Homeowner fees are paid directly to the Association, not the mortgage lender, so they aren’t included in your mortgage. Yet, These Association fees are considered part of your housing costs. Therefore, they can impact how much you can borrow to buy a home. A lender incorporates HOA fees into their debt-to-income calculation. They generally look for a ratio of 45% or lower (this includes your mortgage payment), so an extra few hundred dollars in Association fees can impact where you buy.

As a side note, when your lender sets up your escrow account, Association fees aren’t usually included. Most lenders don’t include these fees because of the way dues are paid. It’s not uncommon for Associations to bill monthly, quarterly or annually, and those billing schedules will likely differ from your monthly mortgage payment. Furthermore, the two payments can’t be lumped together since dues owed go to the Association, not your lender.  That being said, some lenders may agree to include these fees in your escrow if you request it, so it doesn’t hurt to ask.

What’s the impact of poor HOA finances on potential buyers?

association finances

Most Associations operate well and have their finances under control. But, if a prospective buyer puts in an offer on a home in a financially unstable Association, there’s a good chance they won’t get the mortgage for the house.

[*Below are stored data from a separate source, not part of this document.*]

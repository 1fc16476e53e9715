use std::sync::Arc;
use std::time::Duration;

use chrono::{DateTime, Utc};
use kds_types::domain::action::{blocked_reason, next_action, LaneAction};
use kds_types::domain::lane::{Lane, LaneBoard};
use kds_types::ports::order_source::{OrderSource, SourceError};
use tokio::sync::{mpsc, Mutex, RwLock};
use uuid::Uuid;

use super::alerts::AlertTracker;
use crate::notice::Notice;

/// Why a resync was asked for. Logged only; every trigger funnels into the
/// same fetch-everything path.
#[derive(Debug, Clone, Copy, PartialEq, Eq)]
pub enum SyncTrigger {
    Startup,
    Push,
    Manual,
    PostAction,
}

/// What one resync changed, as far as the screen cares.
#[derive(Debug, Clone, Default)]
pub struct SyncReport {
    pub total: usize,
    pub new_pending: Vec<Uuid>,
}

/// Everything the screen renders. Cloned out on each frame.
#[derive(Debug, Clone, Default)]
pub struct BoardState {
    pub lanes: LaneBoard,
    pub synced_at: Option<DateTime<Utc>>,
    pub online: bool,
    pub notice: Option<Notice>,
    /// New-ticket cues the screen has not played yet.
    pub pending_cues: usize,
}

/// The board core, generic over where orders come from. Holds the only copy
/// of board state; adapters read snapshots and ask for resyncs.
pub struct BoardService<S: OrderSource> {
    source: S,
    page_limit: usize,
    state: RwLock<BoardState>,
    alerts: Mutex<AlertTracker>,
}

impl<S: OrderSource> BoardService<S> {
    pub fn new(source: S, page_limit: usize) -> Self {
        Self {
            source,
            page_limit,
            state: RwLock::new(BoardState::default()),
            alerts: Mutex::new(AlertTracker::new()),
        }
    }

    pub async fn state(&self) -> BoardState {
        self.state.read().await.clone()
    }

    /// Fetch the full order list and replace the board with it. On failure
    /// the previous snapshot stays up and the error lands in the footer.
    pub async fn resync(&self, trigger: SyncTrigger) -> Result<SyncReport, SourceError> {
        match self.source.fetch_orders(self.page_limit).await {
            Ok(orders) => {
                let lanes = LaneBoard::classify(orders);
                let pending: Vec<Uuid> = lanes.pending_ids().collect();
                let new_pending = self.alerts.lock().await.observe(pending);

                let mut state = self.state.write().await;
                state.lanes = lanes;
                state.synced_at = Some(Utc::now());
                state.pending_cues += new_pending.len();
                let report = SyncReport {
                    total: state.lanes.total(),
                    new_pending,
                };
                tracing::debug!(?trigger, total = report.total, "board resynced");
                Ok(report)
            }
            Err(err) => {
                tracing::warn!(?trigger, error = %err, "resync failed, keeping last snapshot");
                let mut state = self.state.write().await;
                state.notice = Some(Notice::from(&err));
                Err(err)
            }
        }
    }

    /// Try the focused lane's action on a card. The transition table is
    /// consulted against the current snapshot before anything leaves the
    /// client, so blocked cards never produce a request.
    pub async fn advance(
        &self,
        lane: Lane,
        order_id: Uuid,
    ) -> Result<Option<LaneAction>, SourceError> {
        let status = {
            let state = self.state.read().await;
            state
                .lanes
                .lane(lane)
                .iter()
                .find(|o| o.id == order_id)
                .map(|o| o.status)
        };
        let Some(status) = status else {
            // The card vanished under the cursor; a resync got there first.
            self.push_notice(Notice::info("order is no longer on the board"))
                .await;
            return Ok(None);
        };
        let Some(action) = next_action(lane, status) else {
            self.push_notice(Notice::info(blocked_reason(lane, status)))
                .await;
            return Ok(None);
        };

        match self.source.update_status(order_id, action.target()).await {
            Ok(order) => {
                tracing::info!(order = %order.id, status = ?order.status, "status advanced");
                Ok(Some(action))
            }
            Err(err) => {
                tracing::warn!(order = %order_id, error = %err, "status change refused");
                self.push_notice(Notice::from(&err)).await;
                Err(err)
            }
        }
    }

    pub async fn push_notice(&self, notice: Notice) {
        self.state.write().await.notice = Some(notice);
    }

    /// Drop the footer notice once it has outlived its TTL.
    pub async fn expire_notice(&self) {
        let mut state = self.state.write().await;
        if state.notice.as_ref().is_some_and(|n| n.expired()) {
            state.notice = None;
        }
    }

    pub async fn set_online(&self, online: bool) {
        self.state.write().await.online = online;
    }

    /// Cues accumulated since the last drain. The caller gates them with the
    /// sound toggle; draining regardless keeps stale cues from piling up
    /// while sound is off.
    pub async fn take_cues(&self) -> usize {
        let mut state = self.state.write().await;
        std::mem::take(&mut state.pending_cues)
    }
}

/// Coalesce trigger bursts into single fetches: take the first trigger,
/// sleep out the debounce window, drain whatever piled up behind it, then
/// resync once. A burst of push events becomes exactly one request.
pub async fn run_sync_loop<S: OrderSource>(
    service: Arc<BoardService<S>>,
    mut triggers: mpsc::Receiver<SyncTrigger>,
    debounce: Duration,
) {
    while let Some(first) = triggers.recv().await {
        tokio::time::sleep(debounce).await;
        let mut coalesced = 0usize;
        while triggers.try_recv().is_ok() {
            coalesced += 1;
        }
        if coalesced > 0 {
            tracing::debug!(?first, coalesced, "coalesced trigger burst");
        }
        let _ = service.resync(first).await;
    }
}

#[cfg(test)]
mod tests {
    use super::*;
    use kds_sim::SimKitchen;
    use kds_types::domain::order::{Order, OrderStatus, TableRef};

    fn seeded(status: OrderStatus, number: u32) -> Order {
        let mut order = Order::new(
            number,
            TableRef {
                id: Uuid::new_v4(),
                label: format!("T{number}"),
            },
            vec![],
            500,
        );
        order.status = status;
        order
    }

    #[tokio::test]
    async fn resync_replaces_the_snapshot_and_reports_new_pending() {
        let kitchen = SimKitchen::new();
        let pending = seeded(OrderStatus::Pending, 1);
        kitchen.seed(pending.clone());
        kitchen.seed(seeded(OrderStatus::Served, 2));

        let svc = BoardService::new(kitchen, 100);
        let report = svc.resync(SyncTrigger::Startup).await.unwrap();
        assert_eq!(report.total, 1);
        assert_eq!(report.new_pending, vec![pending.id]);

        // Same snapshot again: nothing newly pending.
        let again = svc.resync(SyncTrigger::Push).await.unwrap();
        assert!(again.new_pending.is_empty());

        let state = svc.state().await;
        assert_eq!(state.lanes.received.len(), 1);
        assert!(state.synced_at.is_some());
        assert_eq!(state.pending_cues, 1);
    }

    #[tokio::test]
    async fn advance_refuses_blocked_cards_locally() {
        let kitchen = SimKitchen::new();
        let pending = seeded(OrderStatus::Pending, 3);
        kitchen.seed(pending.clone());

        let svc = BoardService::new(kitchen, 100);
        svc.resync(SyncTrigger::Startup).await.unwrap();

        let moved = svc.advance(Lane::Received, pending.id).await.unwrap();
        assert_eq!(moved, None);
        let state = svc.state().await;
        assert!(state.notice.is_some());
        // Still pending: nothing was sent to the kitchen.
        assert_eq!(state.lanes.received[0].status, OrderStatus::Pending);
    }

    #[tokio::test]
    async fn take_cues_drains_once() {
        let kitchen = SimKitchen::new();
        kitchen.seed(seeded(OrderStatus::Pending, 4));
        let svc = BoardService::new(kitchen, 100);
        svc.resync(SyncTrigger::Startup).await.unwrap();

        assert_eq!(svc.take_cues().await, 1);
        assert_eq!(svc.take_cues().await, 0);
    }
}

As mentioned earlier, Association fees, in addition to things like Association insurance and taxes, will factor into a buyer’s eligibility. Unusually low fees aren’t great for the interested buyer or the Association though. Because overall upkeep is largely dependent on that money from owners, super-low fees could mean the Association doesn’t have enough money to complete necessary maintenance or maintain a healthy budget.

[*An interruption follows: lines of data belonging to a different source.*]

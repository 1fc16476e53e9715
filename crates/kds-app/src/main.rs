use std::sync::Arc;
use std::time::Duration;

use kds_app::source::{build_source, BoardSource};
use kds_board::application::board::{run_sync_loop, BoardService, SyncTrigger};
use kds_board::config::Config;
use kds_board::inbound::tui::BoardTui;
use kds_client::events::{ChannelStatus, EventChannel};
use kds_types::domain::event::KitchenEvent;
use tokio::sync::mpsc;
use tokio::task::JoinHandle;

#[tokio::main]
async fn main() -> anyhow::Result<()> {
    // Load .env for KDS_API_URL / KDS_API_TOKEN when present.
    let _ = dotenvy::dotenv();
    // Logs go to stderr; the board owns stdout.
    tracing_subscriber::fmt()
        .with_env_filter(std::env::var("RUST_LOG").unwrap_or_else(|_| "info".to_string()))
        .with_writer(std::io::stderr)
        .init();

    let config = Config::from_env()?;
    let source = build_source(&config)?;
    #[cfg(feature = "sim")]
    let sim = match &source {
        BoardSource::Sim(kitchen) => Some(kitchen.clone()),
        BoardSource::Http(_) => None,
    };

    let service = Arc::new(BoardService::new(source, config.page_limit));
    let (trigger_tx, trigger_rx) = mpsc::channel(16);

    let mut tasks: Vec<JoinHandle<()>> = Vec::new();
    tasks.push(tokio::spawn(run_sync_loop(
        Arc::clone(&service),
        trigger_rx,
        Duration::from_millis(config.debounce_ms),
    )));

    if config.demo {
        #[cfg(feature = "sim")]
        if let Some(kitchen) = sim {
            service.set_online(true).await;
            tasks.push(kitchen.spawn_service(Duration::from_secs(5)));
            tasks.push(spawn_sim_bridge(kitchen, trigger_tx.clone()));
        }
    } else {
        let channel = EventChannel::new(config.events_url.clone());
        let (event_rx, status_rx, listener) = channel.start();
        tasks.push(listener);
        tasks.push(spawn_push_bridge(
            event_rx,
            status_rx,
            Arc::clone(&service),
            trigger_tx.clone(),
        ));
    }

    // First paint before the screen takes over.
    let _ = service.resync(SyncTrigger::Startup).await;

    let tui = BoardTui::new(Arc::clone(&service), trigger_tx.clone(), config.sound);
    drop(trigger_tx);
    let result = tui.run().await;

    // Teardown: detach the listener, bridges and sync loop.
    for task in &tasks {
        task.abort();
    }
    result
}

/// Forward push events into resync triggers and mirror the channel state
/// onto the board's online flag. Reconnecting also triggers a catch-up
/// fetch, since anything could have changed while the channel was down.
fn spawn_push_bridge(
    mut events: mpsc::Receiver<KitchenEvent>,
    mut statuses: mpsc::Receiver<ChannelStatus>,
    service: Arc<BoardService<BoardSource>>,
    triggers: mpsc::Sender<SyncTrigger>,
) -> JoinHandle<()> {
    tokio::spawn(async move {
        loop {
            tokio::select! {
                event = events.recv() => match event {
                    Some(event) => {
                        tracing::debug!(?event, "push event");
                        if triggers.send(SyncTrigger::Push).await.is_err() {
                            break;
                        }
                    }
                    None => break,
                },
                status = statuses.recv() => match status {
                    Some(ChannelStatus::Online) => {
                        service.set_online(true).await;
                        if triggers.send(SyncTrigger::Push).await.is_err() {
                            break;
                        }
                    }
                    Some(ChannelStatus::Offline) => service.set_online(false).await,
                    None => break,
                },
            }
        }
    })
}

/// Demo-mode stand-in for the push bridge: the simulated kitchen broadcasts
/// the same events in process.
#[cfg(feature = "sim")]
fn spawn_sim_bridge(
    kitchen: kds_sim::SimKitchen,
    triggers: mpsc::Sender<SyncTrigger>,
) -> JoinHandle<()> {
    use tokio::sync::broadcast::error::RecvError;

    let mut events = kitchen.subscribe();
    tokio::spawn(async move {
        loop {
            match events.recv().await {
                Ok(_) => {
                    if triggers.send(SyncTrigger::Push).await.is_err() {
                        break;
                    }
                }
                Err(RecvError::Lagged(_)) => continue,
                Err(RecvError::Closed) => break,
            }
        }
    })
}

If you’re a buyer who wants to do some research about an Association before you make an offer on a home, there are ways to gather preliminary information:

  • See if there have been any recent sales within the association. This will give you a better idea as to whether the community is eligible for conventional financing. If other buyers have closed on a mortgage in the last few months, that’s a good sign.
  • Request a copy of the Associations balance sheet, income statement, and budget. There will be a lot of numbers here, but pay close attention to the net income and capital reserves. While making the request for the budget, ask about past or pending special assessments, too. If there is a long history of special assessments, you might want to look for a home elsewhere.
  • Get an idea of how a community is managed by taking an in-person tour. Examine the condition of the shared amenities like the fitness center or the pool. A well-kept facility is another indication of the community’s concern with preventative maintenance. Plus, the condition of these amenities will impact your property value when it comes time for you to sell your home.
  • Look carefully at the lobby, hallways, or clubhouse. Do the furniture, flooring, and walls appear fresh and clean? Community’s that pay attention to these things are usually up to date with maintenance responsibilities and can manage their money effectively.

 

What’s the impact of poor Association finances on sellers?

association finances

For residents, the impact of a poorly-managed Association is felt immediately. Not only can a deteriorating HOA hurt property values, but there is a greater chance that owners will be asked to pay more of their own money through special assessments or increased dues. The community becomes a less enjoyable place to live, too. You might have a big pothole in front of your home, or the shared park might be muddy and unusable. This isn’t fair to owners who pay their regular dues.

Unfortunately, owners may also have a harder time selling their homes if they’re ready to leave the poorly managed community. Outdated common areas and overgrown lawns can pull down the overall marketability of the property within the Association. Remember how a lender would be reluctant to give a buyer a mortgage for a home in a financially unstable HOA? Even if there are interested buyers, the seller may struggle to find someone to purchase their home.

The good news is that poorly managed HOAs don’t have to stay that way forever. A partnership with Ardent Residential means a hedge of protection for your Association, with Ardent’s Value Guard™ protection plan. Value Guard™ is the only product of its kind, and guarantees against falling property values… CLICK HERE to find out more!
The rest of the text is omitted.